Maurice Twomey (; 10 June 1897 – October 1978) was an Irish republican and the longest serving chief of staff of the Irish Republican Army (IRA).

Early life

Twomey was born in 1897 in Clondulane, near Fermoy, County Cork, Ireland and was educated by the Congregation of Christian Brothers. The son of a labourer at Hallinan’s Flour Mills in the town, Twomey went to work there at the age of 14 where he rose to the position of works manager.  In 1914 he became active in the Irish Volunteers.

Character

Twomey was a dedicated and well respected Irish Republican who successfully dealt with factions within the Irish Republican movement. "He was dedicated to Irish freedom and nothing else mattered to him. Compromise was not in his vocabulary."

War of Independence

By 1918 he was adjutant of the Fermoy Battalion and a year later became an adjutant of the Cork No. 2 Brigade. He took part in an ambush of British troops in Fermoy in September 1919, one of the first attacks on British soldiers in Ireland since the 1916 Easter Rising and one of the first of the Irish War of Independence.

During 1920 he helped direct IRA intelligence in his brigade area. He was staff commandant of Liam Lynch’s 1st Southern Division when he was captured and imprisoned on Spike Island during 1921. He managed to escape from the prison by rowing boat along with Dick Barrett, Tom Crofts and Bill Quirke.

Civil War

Twomey opposed the Anglo-Irish Treaty of December 1921, although he was critical of the tactics adopted by the anti-Treaty forces headquartered in the Four Courts. He was influenced by Oscar Traynor's opinion that the garrison would destroy the Republic during June 1922. The Four Courts episode had showed the leadership that it was out of touch with the reality of the awesome power of artillery. Twomey concurred with Liam Mellows that if a government was to be formed in the interest of labour, it must be a republic.

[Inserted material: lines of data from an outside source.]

use chrono::{DateTime, Utc};
use parking_lot::Mutex;
use std::path::PathBuf;
use tracing::{debug, warn};

use super::file_cache::FileCache;
use super::types::{expiry_after, CacheError, CachedQuestion, CodeCacheEntry, CodeCacheStats, CodeUsage};
use crate::constants::CACHE_STATS_TOP_QUESTIONS;

/// Everything needed to persist a snippet that just executed successfully
#[derive(Debug, Clone)]
pub struct NewCodeEntry<'a> {
    pub key: &'a str,
    pub question: &'a str,
    pub normalized_question: &'a str,
    pub season: i32,
    pub code_text: &'a str,
    pub execution_ms: u64,
}

#[derive(Debug, Default)]
struct SessionCounters {
    hits: u64,
    misses: u64,
}

/// Persistent store of validated, successfully executed generated code.
///
/// Snippets are written once, by `record`/`put`, and only ever removed by
/// eviction or `invalidate`. Hit counts live in a separate `.usage` file per
/// key so that reading an entry never rewrites it.
#[derive(Debug)]
pub struct CodeCache {
    store: FileCache,
    usage: FileCache,
    ttl: std::time::Duration,
    counters: Mutex<SessionCounters>,
}

impl CodeCache {
    /// Open (or create) a code cache rooted at `dir`
    pub fn open(dir: PathBuf, ttl: std::time::Duration) -> Result<Self, CacheError> {
        Ok(Self {
            store: FileCache::new(dir.clone(), "code")?,
            usage: FileCache::new(dir, "usage")?,
            ttl,
            counters: Mutex::new(SessionCounters::default()),
        })
    }

    /// Cache key for a normalized question in a given season
    pub fn key_for(normalized_question: &str, season: i32) -> String {
        FileCache::hash_key(&[normalized_question, &season.to_string()])
    }

    /// Fetch a live entry, bumping its hit count
    pub fn get(&self, key: &str) -> Option<CodeCacheEntry> {
        self.get_at(key, Utc::now())
    }

    pub(crate) fn get_at(&self, key: &str, now: DateTime<Utc>) -> Option<CodeCacheEntry> {
        let loaded = match self.store.load::<CodeCacheEntry>(key) {
            Ok(entry) => entry,
            Err(CacheError::Corrupt { reason, .. }) => {
                warn!("Evicting corrupted code cache entry {}: {}", key, reason);
                self.evict(key);
                None
            }
            Err(e) => {
                warn!("Code cache read failed for {}: {}", key, e);
                None
            }
        };

        let Some(mut entry) = loaded else {
            self.counters.lock().misses += 1;
            debug!("Code cache miss: {}", key);
            return None;
        };

        // a TTL too large to represent never expires
        if let Some(expires_at) = expiry_after(entry.created_at, self.ttl.as_secs()) {
            if now > expires_at {
                debug!("Code cache entry expired: {}", key);
                self.evict(key);
                self.counters.lock().misses += 1;
                return None;
            }
        }

        let usage = self.bump_usage(&entry, now);
        entry.hit_count = usage.hit_count;
        entry.last_used_at = usage.last_used_at;
        debug!("Code cache hit: {} ({} hits)", key, entry.hit_count);
        Some(entry)
    }

    /// Increment the usage record of a live entry
    fn bump_usage(&self, entry: &CodeCacheEntry, now: DateTime<Utc>) -> CodeUsage {
        let mut counters = self.counters.lock();
        counters.hits += 1;

        let mut usage = self.usage_of(entry).unwrap_or(CodeUsage {
            entry_created_at: entry.created_at,
            hit_count: 0,
            last_used_at: entry.last_used_at,
        });
        usage.hit_count += 1;
        usage.last_used_at = now;
        if let Err(e) = self.usage.save(&entry.key, &usage) {
            warn!("Could not update hit count for {}: {}", entry.key, e);
        }
        usage
    }

    /// Usage recorded for this exact entry, ignoring leftovers of a previous one
    fn usage_of(&self, entry: &CodeCacheEntry) -> Option<CodeUsage> {
        self.usage
            .load::<CodeUsage>(&entry.key)
            .ok()
            .flatten()
            .filter(|usage| usage.entry_created_at == entry.created_at)
    }

    /// Store bare code text under a key
    pub fn put(&self, key: &str, code_text: &str) -> Result<(), CacheError> {
        self.put_at(key, code_text, Utc::now())
    }

    pub(crate) fn put_at(&self, key: &str, code_text: &str, now: DateTime<Utc>) -> Result<(), CacheError> {
        self.write_entry(
            NewCodeEntry {
                key,
                question: "",
                normalized_question: "",
                season: 0,
                code_text,
                execution_ms: 0,
            },
            now,
        )
    }

    /// Store code together with the question metadata it answered
    pub fn record(&self, new_entry: NewCodeEntry<'_>) -> Result<(), CacheError> {
        self.write_entry(new_entry, Utc::now())
    }

    fn write_entry(&self, new_entry: NewCodeEntry<'_>, now: DateTime<Utc>) -> Result<(), CacheError> {
        let entry = CodeCacheEntry {
            key: new_entry.key.to_string(),
            question: new_entry.question.to_string(),
            normalized_question: new_entry.normalized_question.to_string(),
            season: new_entry.season,
            code_text: new_entry.code_text.to_string(),
            created_at: now,
            last_used_at: now,
            hit_count: 0,
            last_execution_ms: new_entry.execution_ms,
        };
        self.store.save(new_entry.key, &entry)?;
        self.drop_usage(new_entry.key);
        debug!("Cached generated code under {}", new_entry.key);
        Ok(())
    }

    /// Drop an entry; returns whether one was present
    pub fn invalidate(&self, key: &str) -> bool {
        let removed = match self.store.remove(key) {
            Ok(removed) => removed,
            Err(e) => {
                warn!("Could not invalidate code cache entry {}: {}", key, e);
                false
            }
        };
        self.drop_usage(key);
        removed
    }

    fn evict(&self, key: &str) {
        if let Err(e) = self.store.remove(key) {
            warn!("Could not evict code cache entry {}: {}", key, e);
        }
        self.drop_usage(key);
    }

    fn drop_usage(&self, key: &str) {
        if let Err(e) = self.usage.remove(key) {
            debug!("Could not remove usage record {}: {}", key, e);
        }
    }

    /// Remove every cached snippet
    pub fn clear(&self) -> Result<usize, CacheError> {
        let removed = self.store.clear()?;
        self.usage.clear()?;
        let mut counters = self.counters.lock();
        counters.hits = 0;
        counters.misses = 0;
        Ok(removed)
    }

    /// Get cache statistics, most popular questions first
    pub fn stats(&self) -> Result<CodeCacheStats, CacheError> {
        let mut questions = Vec::new();
        for key in self.store.keys()? {
            // unreadable entries are skipped here; the next get() evicts them
            if let Ok(Some(entry)) = self.store.load::<CodeCacheEntry>(&key) {
                let usage = self.usage_of(&entry);
                questions.push(CachedQuestion {
                    hit_count: usage.as_ref().map_or(0, |u| u.hit_count),
                    last_used_at: usage.map_or(entry.last_used_at, |u| u.last_used_at),
                    question: entry.question,
                    normalized_question: entry.normalized_question,
                    season: entry.season,
                    last_execution_ms: entry.last_execution_ms,
                });
            }
        }

        questions.sort_by(|a, b| b.hit_count.cmp(&a.hit_count));
        let total_hits = questions.iter().map(|q| q.hit_count).sum();
        let entries = questions.len();
        questions.truncate(CACHE_STATS_TOP_QUESTIONS);

        let counters = self.counters.lock();
        Ok(CodeCacheStats {
            entries,
            total_hits,
            session_hits: counters.hits,
            session_misses: counters.misses,
            directory: self.store.directory().to_path_buf(),
            top_questions: questions,
        })
    }
}

#[cfg(test)]
mod tests {
    use super::*;
    use chrono::Duration;
    use tempfile::TempDir;

    const SNIPPET: &str = "let result = #{ success: true, answer: \"ok\" };";

    fn open(dir: &TempDir) -> CodeCache {
        CodeCache::open(dir.path().join("code"), std::time::Duration::from_secs(30 * 86_400)).unwrap()
    }

    #[test]
    fn test_put_then_get_within_ttl() {
        let temp_dir = TempDir::new().unwrap();
        let cache = open(&temp_dir);
        let key = CodeCache::key_for("top home runs", 2024);

        cache.put(&key, SNIPPET).unwrap();
        let entry = cache.get(&key).unwrap();
        assert_eq!(entry.code_text, SNIPPET);
        assert_eq!(entry.hit_count, 1);

        let entry = cache.get(&key).unwrap();
        assert_eq!(entry.hit_count, 2);
    }

    #[test]
    fn test_expired_entry_is_absent() {
        let temp_dir = TempDir::new().unwrap();
        let cache = open(&temp_dir);
        let key = CodeCache::key_for("who had more steals", 2024);
        let created = Utc::now() - Duration::days(31);

        cache.put_at(&key, SNIPPET, created).unwrap();
        assert!(cache.get_at(&key, created + Duration::days(29)).is_some());
        assert!(cache.get_at(&key, created + Duration::days(31)).is_none());
        // expiry evicts, so even an earlier clock no longer sees it
        assert!(cache.get_at(&key, created).is_none());
    }

    #[test]
    fn test_invalidate_removes_entry() {
        let temp_dir = TempDir::new().unwrap();
        let cache = open(&temp_dir);
        let key = CodeCache::key_for("judge versus soto", 2024);

        cache.put(&key, SNIPPET).unwrap();
        assert!(cache.invalidate(&key));
        assert!(cache.get(&key).is_none());
        assert!(!cache.invalidate(&key));

        cache.put(&key, SNIPPET).unwrap();
        assert!(cache.get(&key).is_some());
    }

    #[test]
    fn test_seasons_do_not_share_keys() {
        assert_ne!(
            CodeCache::key_for("aaron judge home runs", 2023),
            CodeCache::key_for("aaron judge home runs", 2024)
        );
    }

    #[test]
    fn test_corrupted_entry_is_a_miss() {
        let temp_dir = TempDir::new().unwrap();
        let cache = open(&temp_dir);
        let key = CodeCache::key_for("corrupt me", 2024);
        cache.put(&key, SNIPPET).unwrap();

        let path = temp_dir
            .path()
            .join("code")
            .join(&key[..2])
            .join(format!("{}.code", key));
        std::fs::write(&path, b"\x00\x01garbage").unwrap();

        assert!(cache.get(&key).is_none());
        assert!(!path.exists());
    }

    #[test]
    fn test_stats_rank_by_hits() {
        let temp_dir = TempDir::new().unwrap();
        let cache = open(&temp_dir);
        let popular = CodeCache::key_for("popular", 2024);
        let rare = CodeCache::key_for("rare", 2024);

        for (key, question) in [(&popular, "popular"), (&rare, "rare")] {
            cache
                .record(NewCodeEntry {
                    key,
                    question,
                    normalized_question: question,
                    season: 2024,
                    code_text: SNIPPET,
                    execution_ms: 12,
                })
                .unwrap();
        }
        cache.get(&popular);
        cache.get(&popular);
        cache.get(&rare);

        let stats = cache.stats().unwrap();
        assert_eq!(stats.entries, 2);
        assert_eq!(stats.total_hits, 3);
        assert_eq!(stats.top_questions[0].question, "popular");
        assert_eq!(stats.session_hits, 3);

        assert_eq!(cache.clear().unwrap(), 2);
        assert_eq!(cache.stats().unwrap().entries, 0);
    }

    fn entry_path(dir: &TempDir, key: &str, extension: &str) -> std::path::PathBuf {
        dir.path()
            .join("code")
            .join(&key[..2])
            .join(format!("{}.{}", key, extension))
    }

    #[test]
    fn test_unrepresentable_ttl_never_expires() {
        let temp_dir = TempDir::new().unwrap();
        let cache = CodeCache::open(
            temp_dir.path().join("code"),
            std::time::Duration::from_secs(u64::MAX / 4),
        )
        .unwrap();
        let key = CodeCache::key_for("career home runs", 2024);

        cache.put(&key, SNIPPET).unwrap();
        assert!(cache.get(&key).is_some());
        assert!(cache.get_at(&key, Utc::now() + Duration::days(365 * 200)).is_some());
    }

    #[test]
    fn test_hit_does_not_rewrite_entry() {
        let temp_dir = TempDir::new().unwrap();
        let cache = open(&temp_dir);
        let key = CodeCache::key_for("most saves", 2024);
        cache.put(&key, SNIPPET).unwrap();

        let path = entry_path(&temp_dir, &key, "code");
        let before = std::fs::read(&path).unwrap();
        cache.get(&key).unwrap();
        cache.get(&key).unwrap();
        assert_eq!(std::fs::read(&path).unwrap(), before);
        assert!(entry_path(&temp_dir, &key, "usage").exists());
    }

    #[test]
    fn test_late_usage_write_cannot_revive_entry() {
        let temp_dir = TempDir::new().unwrap();
        let cache = open(&temp_dir);
        let key = CodeCache::key_for("judge versus soto", 2024);
        let first = Utc::now() - Duration::hours(2);

        cache.put_at(&key, SNIPPET, first).unwrap();
        cache.get(&key).unwrap();
        cache.get(&key).unwrap();
        let usage_path = entry_path(&temp_dir, &key, "usage");
        let stale_usage = std::fs::read(&usage_path).unwrap();

        // a hit that loaded before the invalidate writes its usage afterwards
        assert!(cache.invalidate(&key));
        std::fs::write(&usage_path, &stale_usage).unwrap();
        assert!(cache.get(&key).is_none());

        cache.put_at(&key, "let result = #{ success: true, data: [2] };", first + Duration::hours(1)).unwrap();
        std::fs::write(&usage_path, &stale_usage).unwrap();
        let entry = cache.get(&key).unwrap();
        assert_eq!(entry.hit_count, 1);
        assert!(entry.code_text.contains("[2]"));
    }
}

During the Irish Civil War, Twomey became adjutant general on the staff of Liam Lynch, IRA Chief of Staff, and was with the commander when he was killed in the Knockmealdowns mountains on 10 April 1923. Twomey was imprisoned in the same month in Dublin.

IRA Chief of Staff
During 1924 he became involved in the reorganisation of the IRA, inspecting its southern divisions that summer and its northern units during 1925. First elected onto the IRA Executive at the November 1925 IRA General Army Convention, he became a full-time IRA activist. He disguised this by describing his profession as "journalist", justified somewhat by his regular contributions to the IRA weekly newspaper, An Phoblacht. During 1926 he was acting IRA chief of staff in the absence of Andrew Cooney, and in 1927, he was confirmed in that position.

In the summer of 1925, the anti-treaty IRA had sent a delegation led by Pa Murray to the Soviet Union for a personal meeting with Joseph Stalin, in the hopes of gaining Soviet finance and weaponry assistance. A secret pact was agreed where the IRA would spy on the United States and the United Kingdom and pass information to Red Army military intelligence (GRU) spymasters in New York City and London in return for £500 a month. The pact was originally approved by Frank Aiken, who left soon after, before being succeeded by Cooney and Twomey who kept up the secret espionage relationship.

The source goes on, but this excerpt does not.